Unpacking your workflows
What exactly does your job involve? Can you explain it to a four-year-old?
At some point in the future, my daughter is going to ask me what I actually do for a living. I live in fear of this question. I find it challenging to undertake the classic creative ask of “explain it to me as if I were a five-year-old” (Ivy is nearly four, but the principle applies).
As
puts it in his recent essay:“People are happy to talk about themselves and their jobs, but they do it at this unhelpful, abstract level where they say things like, “oh, I’m the liaison between development and sales”.”
When people ask me what I do, I say I do digital communications for a corporate PR agency. It’s very rare that anyone wants to probe any further. And if they do, I find it hard to get into specifics. I also find that any memory of what clients or projects I’m working on completely disappears from my mind when I’m asked that particular question.
Adam highlights in his piece how this challenge of explaining what we do finds its roots in the phenomenon psychologists call “unpacking”.
It means getting into the nitty-gritty specifics of exactly how something works, the processes and procedures that sit underneath careers and businesses. We flatten “all the little particulars” so that our “imaginations can produce a quick preview of the future, like turning a napkin sketch into a blueprint”.
Adam suggests that one of the reasons people often don’t like their jobs is that they find it hard to unpack what the work will entail before jumping into it. They get an idea in their head (”I’d love to run a little coffee shop”), imagine the fun bits (making coffee, chatting to customers, choosing the music to put on) and disregard that myriad other challenges and issues you might face running a coffee shop (staffing, suppliers, rent).
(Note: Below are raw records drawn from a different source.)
//! HTTP request handlers

use crate::hub::HubHandle;
use axum::{extract::State, http::StatusCode, Json};
use serde::Serialize;
use std::sync::Arc;
use std::time::Duration;

/// Shared server state
pub struct ServerState {
    pub hub: HubHandle,
    /// Interval between WebSocket-level pings sent to every connection
    pub ping_interval: Duration,
}

/// Shared broker state
pub type BrokerState = Arc<ServerState>;

/// Connection counts by role
#[derive(Debug, Serialize)]
pub struct ConnectionCounts {
    pub ui: usize,
    pub worker: usize,
    pub unregistered: usize,
}

/// Health check response
#[derive(Debug, Serialize)]
#[serde(rename_all = "camelCase")]
pub struct HealthResponse {
    pub status: String,
    pub version: String,
    #[serde(skip_serializing_if = "Option::is_none")]
    pub connections: Option<ConnectionCounts>,
    #[serde(skip_serializing_if = "Option::is_none")]
    pub queue_depth: Option<usize>,
}

/// Health check handler.
///
/// Returns:
/// - 200 + `"ok"` with hub counters while the hub actor is running
/// - 503 + `"unhealthy"` if the hub actor has stopped
pub async fn health(State(state): State<BrokerState>) -> (StatusCode, Json<HealthResponse>) {
    let version = env!("CARGO_PKG_VERSION").to_string();
    match state.hub.stats().await {
        Some(stats) => (
            StatusCode::OK,
            Json(HealthResponse {
                status: "ok".to_string(),
                version,
                connections: Some(ConnectionCounts {
                    ui: stats.ui,
                    worker: stats.worker,
                    unregistered: stats.unregistered,
                }),
                queue_depth: Some(stats.queue_depth),
            }),
        ),
        None => (
            StatusCode::SERVICE_UNAVAILABLE,
            Json(HealthResponse {
                status: "unhealthy".to_string(),
                version,
                connections: None,
                queue_depth: None,
            }),
        ),
    }
}
//! Envelope dispatch: the hub's per-envelope decision logic
//!
//! `HubState` is plain synchronous state owned by the hub actor. Every
//! connection event goes through one of its `handle_*` methods, one at a
//! time, which is what makes registry and queue mutation serialized and
//! lets a worker registration flush the offline queue before any later
//! envelope is looked at.

use super::queue::{OfflineQueue, QueueOutcome};
use super::registry::{ConnectionId, ConnectionRegistry, ConnectionRole};
use super::{HubConfig, HubError, HubStats};
use crate::protocol::{ClientRole, Envelope, Message, StreamEvent, StreamTracker};
use std::collections::HashMap;
use tokio::sync::mpsc;
use tracing::{debug, info, warn};

const REGISTER_INVITE: &str = "Connected to hub; send a register envelope with clientType 'ui' or 'worker'";

pub struct HubState {
    registry: ConnectionRegistry,
    queue: OfflineQueue,
    streams: StreamTracker,
    /// Worker connection that opened each active stream
    stream_owners: HashMap<String, ConnectionId>,
}

impl HubState {
    pub fn new(config: &HubConfig) -> Self {
        Self {
            registry: ConnectionRegistry::new(),
            queue: OfflineQueue::new(config.queue_max_depth),
            streams: StreamTracker::new(config.stream_window),
            stream_owners: HashMap::new(),
        }
    }

    pub fn registry(&self) -> &ConnectionRegistry {
        &self.registry
    }

    pub fn queue(&self) -> &OfflineQueue {
        &self.queue
    }

    pub fn stats(&self) -> HubStats {
        HubStats {
            ui: self.registry.count(ConnectionRole::Registered(ClientRole::Ui)),
            worker: self
                .registry
                .count(ConnectionRole::Registered(ClientRole::Worker)),
            unregistered: self.registry.count(ConnectionRole::Unregistered),
            queue_depth: self.queue.depth(),
            active_streams: self.streams.active_count(),
        }
    }

    /// New socket: track it and invite registration
    pub fn handle_connect(&mut self, id: ConnectionId, sender: mpsc::UnboundedSender<Envelope>) {
        let handle = self.registry.add(id, sender);
        info!(connection_id = %id, total = self.registry.len(), "Connection opened");
        handle.send(Envelope::new(Message::Status {
            content: REGISTER_INVITE.to_string(),
            worker_online: None,
            queue_depth: None,
        }));
    }

    /// Socket closed. Safe to call more than once.
    pub fn handle_disconnect(&mut self, id: ConnectionId) {
        let Some(role) = self.registry.unregister(id) else {
            return;
        };
        info!(connection_id = %id, role = ?role, "Connection closed");

        if role != ConnectionRole::Registered(ClientRole::Worker) {
            return;
        }
        self.abandon_streams_of(id);
        if self.registry.by_role(ClientRole::Worker).is_empty() {
            info!("Last worker disconnected; chats will be queued");
            self.notify_worker_presence(false);
        }
    }

    /// Raw text frame from a connection
    pub fn handle_text(&mut self, id: ConnectionId, text: &str) {
        match parse_envelope(text) {
            Ok(envelope) => self.handle_envelope(id, envelope),
            Err(err) => {
                warn!(connection_id = %id, error = %err, "Dropping unparseable envelope");
                self.reply_error(id, &err, None);
            }
        }
    }

    /// Dispatch one parsed envelope
    pub fn handle_envelope(&mut self, id: ConnectionId, envelope: Envelope) {
        let Some(role) = self.registry.role_of(id) else {
            debug!(connection_id = %id, "Envelope from unknown connection ignored");
            return;
        };
        let kind = envelope.kind();

        match envelope.message {
            Message::Register { client_type } => self.on_register(id, client_type),
            Message::Ping => self.reply(id, Envelope::pong()),
            Message::Chat { .. } => match role {
                ConnectionRole::Registered(ClientRole::Ui) => self.on_chat(id, envelope),
                ConnectionRole::Registered(sender) => {
                    self.reject(id, HubError::UnauthorizedSender { role: sender, kind }, &envelope)
                }
                ConnectionRole::Unregistered => {
                    self.reject(id, HubError::NotRegistered(kind), &envelope)
                }
            },
            Message::ResponseStart { .. }
            | Message::ResponseChunk { .. }
            | Message::ResponseEnd { .. }
            | Message::Error { .. } => match role {
                ConnectionRole::Registered(ClientRole::Worker) => self.on_response(id, envelope),
                ConnectionRole::Registered(sender) => {
                    self.reject(id, HubError::UnauthorizedSender { role: sender, kind }, &envelope)
                }
                ConnectionRole::Unregistered => {
                    self.reject(id, HubError::NotRegistered(kind), &envelope)
                }
            },
            Message::Typing { .. } => match role.client_role() {
                Some(sender) => {
                    self.broadcast(sender.opposite(), &envelope);
                }
                None => self.reject(id, HubError::NotRegistered(kind), &envelope),
            },
            Message::Registered { .. } | Message::Status { .. } | Message::Pong => {
                let sender = role.client_role().unwrap_or(ClientRole::Ui);
                self.reject(id, HubError::UnauthorizedSender { role: sender, kind }, &envelope)
            }
        }
    }

    fn on_register(&mut self, id: ConnectionId, role: ClientRole) {
        let was_worker_online = !self.registry.by_role(ClientRole::Worker).is_empty();
        match self.registry.register(id, role) {
            Ok(ack) => {
                info!(connection_id = %id, role = %role, "Client registered");
                self.reply(id, ack);
                match role {
                    ClientRole::Worker => {
                        // Flush before anything else is dispatched
                        let workers = self.registry.by_role(ClientRole::Worker);
                        self.queue.flush(&workers);
                        if !was_worker_online {
                            self.notify_worker_presence(true);
                        }
                    }
                    ClientRole::Ui => {
                        let online = was_worker_online;
                        self.reply(
                            id,
                            Envelope::status(presence_text(online), online, self.queue.depth()),
                        );
                    }
                }
            }
            Err(err) => {
                warn!(connection_id = %id, error = %err, "Registration rejected");
                self.reply_error(id, &err, None);
            }
        }
    }

    fn on_chat(&mut self, id: ConnectionId, envelope: Envelope) {
        let Message::Chat {
            agent_id,
            request_id,
            ..
        } = &envelope.message
        else {
            return;
        };
        if request_id.trim().is_empty() {
            return self.reject(id, HubError::Malformed("chat requires a requestId".into()), &envelope);
        }
        if agent_id.trim().is_empty() {
            return self.reject(id, HubError::Malformed("chat requires an agentId".into()), &envelope);
        }

        let workers = self.registry.by_role(ClientRole::Worker);
        if let QueueOutcome::Rejected { depth } = self.queue.enqueue_or_route(envelope.clone(), &workers) {
            self.reject(id, HubError::QueueFull(depth), &envelope);
        }
    }

    fn on_response(&mut self, id: ConnectionId, envelope: Envelope) {
        if let Some((request_id, event)) = StreamEvent::from_message(&envelope.message) {
            if self.stream_owners.get(request_id).is_some_and(|owner| *owner != id) {
                warn!(
                    connection_id = %id,
                    request_id,
                    kind = envelope.kind(),
                    "Dropping response for a stream owned by another worker"
                );
                return;
            }
            match self.streams.observe(request_id, event) {
                Ok(state) if state.is_terminal() => {
                    self.stream_owners.remove(request_id);
                }
                Ok(_) => {
                    self.stream_owners.entry(request_id.to_string()).or_insert(id);
                }
                Err(err) => {
                    warn!(connection_id = %id, error = %err, "Dropping out-of-sequence response envelope");
                    return;
                }
            }
        }
        let delivered = self.broadcast(ClientRole::Ui, &envelope);
        debug!(
            kind = envelope.kind(),
            request_id = envelope.request_id().unwrap_or_default(),
            ui_clients = delivered,
            "Response relayed"
        );
    }

    /// Close every stream a departing worker left open and tell the UIs
    fn abandon_streams_of(&mut self, id: ConnectionId) {
        let mut orphaned: Vec<String> = self
            .stream_owners
            .iter()
            .filter(|(_, owner)| **owner == id)
            .map(|(request_id, _)| request_id.clone())
            .collect();
        orphaned.sort();

        for request_id in orphaned {
            self.stream_owners.remove(&request_id);
            self.streams.abandon(&request_id);
            warn!(connection_id = %id, request_id = %request_id, "Worker left mid-response; stream abandoned");
            let notice = Envelope::request_error(
                request_id.as_str(),
                "worker disconnected before finishing the response",
            );
            self.broadcast(ClientRole::Ui, &notice);
        }
    }

    fn notify_worker_presence(&self, online: bool) {
        let status = Envelope::status(presence_text(online), online, self.queue.depth());
        self.broadcast(ClientRole::Ui, &status);
    }

    fn broadcast(&self, role: ClientRole, envelope: &Envelope) -> usize {
        self.registry
            .by_role(role)
            .iter()
            .filter(|conn| conn.send(envelope.clone()))
            .count()
    }

    fn reply(&self, id: ConnectionId, envelope: Envelope) {
        if let Some(conn) = self.registry.get(id) {
            conn.send(envelope);
        }
    }

    fn reject(&self, id: ConnectionId, err: HubError, envelope: &Envelope) {
        warn!(connection_id = %id, kind = envelope.kind(), error = %err, "Envelope rejected");
        self.reply_error(id, &err, envelope.request_id().map(str::to_string));
    }

    fn reply_error(&self, id: ConnectionId, err: &HubError, request_id: Option<String>) {
        self.reply(id, err.to_envelope(request_id));
    }
}

fn presence_text(online: bool) -> &'static str {
    if online {
        "Worker online"
    } else {
        "Worker offline; chats will be queued"
    }
}

/// Parse a text frame, telling a bad `register` role apart from other
/// malformed input so the sender gets `invalid_role`.
fn parse_envelope(text: &str) -> Result<Envelope, HubError> {
    match Envelope::from_json(text) {
        Ok(envelope) => Ok(envelope),
        Err(err) => {
            if let Ok(value) = serde_json::from_str::<serde_json::Value>(text) {
                if value.get("type").and_then(|t| t.as_str()) == Some("register") {
                    let declared = value
                        .get("clientType")
                        .map(|v| v.as_str().map(str::to_string).unwrap_or_else(|| v.to_string()))
                        .unwrap_or_default();
                    return Err(HubError::InvalidRole(declared));
                }
            }
            Err(HubError::Malformed(err.to_string()))
        }
    }
}
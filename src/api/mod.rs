//! HTTP and WebSocket surface of the broker

pub mod handlers;
pub mod routes;
pub mod ws_handlers;

pub use handlers::{BrokerState, ServerState};
pub use routes::create_router;
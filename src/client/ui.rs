//! UI-role client: chat in, resolved reply out

use super::connection::{ClientEvent, ClientHandle, ClientOptions, ConnectionState, ReconnectingClient};
use super::correlator::{Correlator, CorrelatorError, ResponseHandle};
use super::{BackoffPolicy, ClientError};
use crate::protocol::{ClientRole, Envelope, Message};
use std::time::Duration;
use tokio::sync::{broadcast, mpsc, watch};
use tokio::task::JoinHandle;
use tracing::{debug, info};

/// Broadcast capacity for envelope subscribers
const ENVELOPE_CAPACITY: usize = 1024;

/// A UI client connected (or reconnecting) to the hub.
///
/// A background pump feeds every inbound envelope to the correlator and
/// republishes it to subscribers, so a UI can render chunks as they arrive
/// while `chat()` waits for the final text.
pub struct UiClient {
    handle: ClientHandle,
    correlator: Correlator<ClientHandle>,
    envelopes: broadcast::Sender<Envelope>,
    worker_online: watch::Receiver<Option<bool>>,
    policy: BackoffPolicy,
    pump: JoinHandle<()>,
}

impl UiClient {
    pub fn connect(url: impl Into<String>, policy: BackoffPolicy, request_timeout: Duration) -> Self {
        Self::connect_with(ClientOptions::new(url, ClientRole::Ui).with_policy(policy), request_timeout)
    }

    pub fn connect_with(options: ClientOptions, request_timeout: Duration) -> Self {
        let policy = options.policy;
        let (handle, events) = ReconnectingClient::spawn_with(options);
        let correlator = Correlator::with_timeout(handle.clone(), request_timeout);
        let (envelopes, _) = broadcast::channel(ENVELOPE_CAPACITY);
        let (online_tx, worker_online) = watch::channel(None);

        let pump = tokio::spawn(pump(events, correlator.clone(), envelopes.clone(), online_tx));

        Self {
            handle,
            correlator,
            envelopes,
            worker_online,
            policy,
            pump,
        }
    }

    /// Send a chat and wait for the complete reply
    pub async fn chat(
        &self,
        agent_id: impl Into<String>,
        content: impl Into<String>,
    ) -> Result<String, CorrelatorError> {
        self.send_chat(agent_id, content).await?.wait().await
    }

    /// Send a chat and return a handle to await later
    pub async fn send_chat(
        &self,
        agent_id: impl Into<String>,
        content: impl Into<String>,
    ) -> Result<ResponseHandle, CorrelatorError> {
        self.correlator.send(agent_id, content).await
    }

    pub fn typing(&self, is_typing: bool, agent_id: Option<String>) -> Result<(), ClientError> {
        self.handle.send(Envelope::typing(is_typing, agent_id))
    }

    /// Every envelope received from the hub, in arrival order
    pub fn subscribe(&self) -> broadcast::Receiver<Envelope> {
        self.envelopes.subscribe()
    }

    /// Last worker presence reported by the hub, if any
    pub fn worker_online(&self) -> Option<bool> {
        *self.worker_online.borrow()
    }

    pub fn state(&self) -> ConnectionState {
        self.handle.state()
    }

    pub fn correlator(&self) -> &Correlator<ClientHandle> {
        &self.correlator
    }

    /// Resolve once registered, or fail if the client stops first
    pub async fn wait_registered(&self) -> Result<(), ClientError> {
        wait_registered(&self.handle, &self.policy).await
    }

    pub fn shutdown(&self) {
        self.handle.shutdown();
    }
}

impl Drop for UiClient {
    fn drop(&mut self) {
        self.handle.shutdown();
        self.pump.abort();
    }
}

pub(crate) async fn wait_registered(handle: &ClientHandle, policy: &BackoffPolicy) -> Result<(), ClientError> {
    let mut state = handle.subscribe_state();
    let reached = state
        .wait_for(|s| {
            matches!(
                s,
                ConnectionState::Registered | ConnectionState::Closed | ConnectionState::Abandoned
            )
        })
        .await
        .map(|s| *s);
    match reached {
        Ok(ConnectionState::Registered) => Ok(()),
        Ok(ConnectionState::Abandoned) => Err(ClientError::Abandoned(policy.max_attempts)),
        _ => Err(ClientError::Closed),
    }
}

async fn pump(
    mut events: mpsc::UnboundedReceiver<ClientEvent>,
    correlator: Correlator<ClientHandle>,
    envelopes: broadcast::Sender<Envelope>,
    worker_online: watch::Sender<Option<bool>>,
) {
    while let Some(event) = events.recv().await {
        match event {
            ClientEvent::Envelope(envelope) => {
                let disposition = correlator.handle_envelope(&envelope).await;
                debug!(kind = envelope.kind(), ?disposition, "Envelope received");
                if let Message::Status {
                    worker_online: Some(online),
                    ..
                } = &envelope.message
                {
                    worker_online.send_replace(Some(*online));
                }
                // No subscribers is fine
                let _ = envelopes.send(envelope);
            }
            ClientEvent::Registered => info!("UI client registered"),
            ClientEvent::Disconnected => {
                // Presence is unknown until the hub tells us again
                worker_online.send_replace(None);
            }
            ClientEvent::Reconnecting { .. } => {}
            ClientEvent::Abandoned { attempts } => {
                correlator
                    .fail_all(&format!("hub unreachable after {attempts} attempts"))
                    .await;
            }
        }
    }
    correlator.fail_all("client stopped").await;
}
However, the challenge is that unpacking is hard. You need an element of childlike curiosity to get into the weeds about how something actually works. And even if you get the chance to ask someone working in your ideal profession what it is that they do, they struggle to get beyond those previously mentioned abstract notions and generalities.
Perhaps this difficulty with unpacking is one of the reasons that the deployment of generative AI in many businesses has reached a plateau. According to a recent McKinsey report, eight in ten companies have “deployed gen AI in some form”, but most companies report a lack of material impact.
The McKinsey answer to the “paradox” they highlight is classic lazy techno-optimist thinking - AI agents are the answer!
Based on my conversations with clients about their experiences with generative AI, there are certainly opportunities to utilise custom GPTs, trained on specific data, to help accelerate activities. Copywriting, in particular, benefits from greater specificity. We’ve built a number of client-specific custom GPTs, which use a spreadsheet of previous posts alongside some specific guidance to generate stronger first drafts of social posts and other written materials.
However, simply stating that “agents will solve everything” overlooks the challenge of reorganising many current workflows - or even understanding what our workflows are in the first place.
Anthropic, the makers of Claude, regularly release data showing the most common uses for its services:
Even if we must take this data with a grain of salt (Anthropic will clearly want to manage the story they tell), the most common applications for Claude ring true with wider generative AI experiences. The most popular use cases are found in software development and content production-type tasks.
Coding and asset production tend to be relatively simple workflows, where generative AI can plug in relatively easily. There can’t be many designers or copywriters who enjoy creating 50 different versions of the same asset for different markets or audiences. It’s the kind of task that genAI is perfect for.
Once you get past some of the obvious applications (meeting transcripts, research summaries, first drafts), applications of generative AI in a structured, automated fashion - the kind of fashion that provides a demonstrable productivity gain - can be harder to find.
It takes time and effort to unpack even simple-sounding workflows like “monitoring”, spelling out the nuances and specificity involved in those kinds of tasks. Monitoring is often the first workflow that comes to mind for agencies and comms teams when they think about automating tasks.
And in theory, it should be an easy one for genAI to deliver. The lived experience that I’ve heard shows that isn’t the case. A client recently informed me that their attempts to completely automate their media monitoring efforts ended in a cancelled contract due to poor-quality outputs. Our experience at Headland was better, but involved custom coding a Google Sheet to make it work.
We’re undoubtedly seeing and hearing great feedback from our teams using ChatGPT for their work. We’re certainly exploring avenues to transform certain workflows and make them more automated. But the answer isn’t JUST more technology (it rarely is).
There needs to be a degree of self-analysis among agencies and comms teams, unpacking exactly what they do every day. Undertaking such a process can feel uncomfortable and unintuitive, but it’s worth the pain. Both in terms of improving our work life, but also in making them more easily understandable by our friends and family, no matter how young they might be.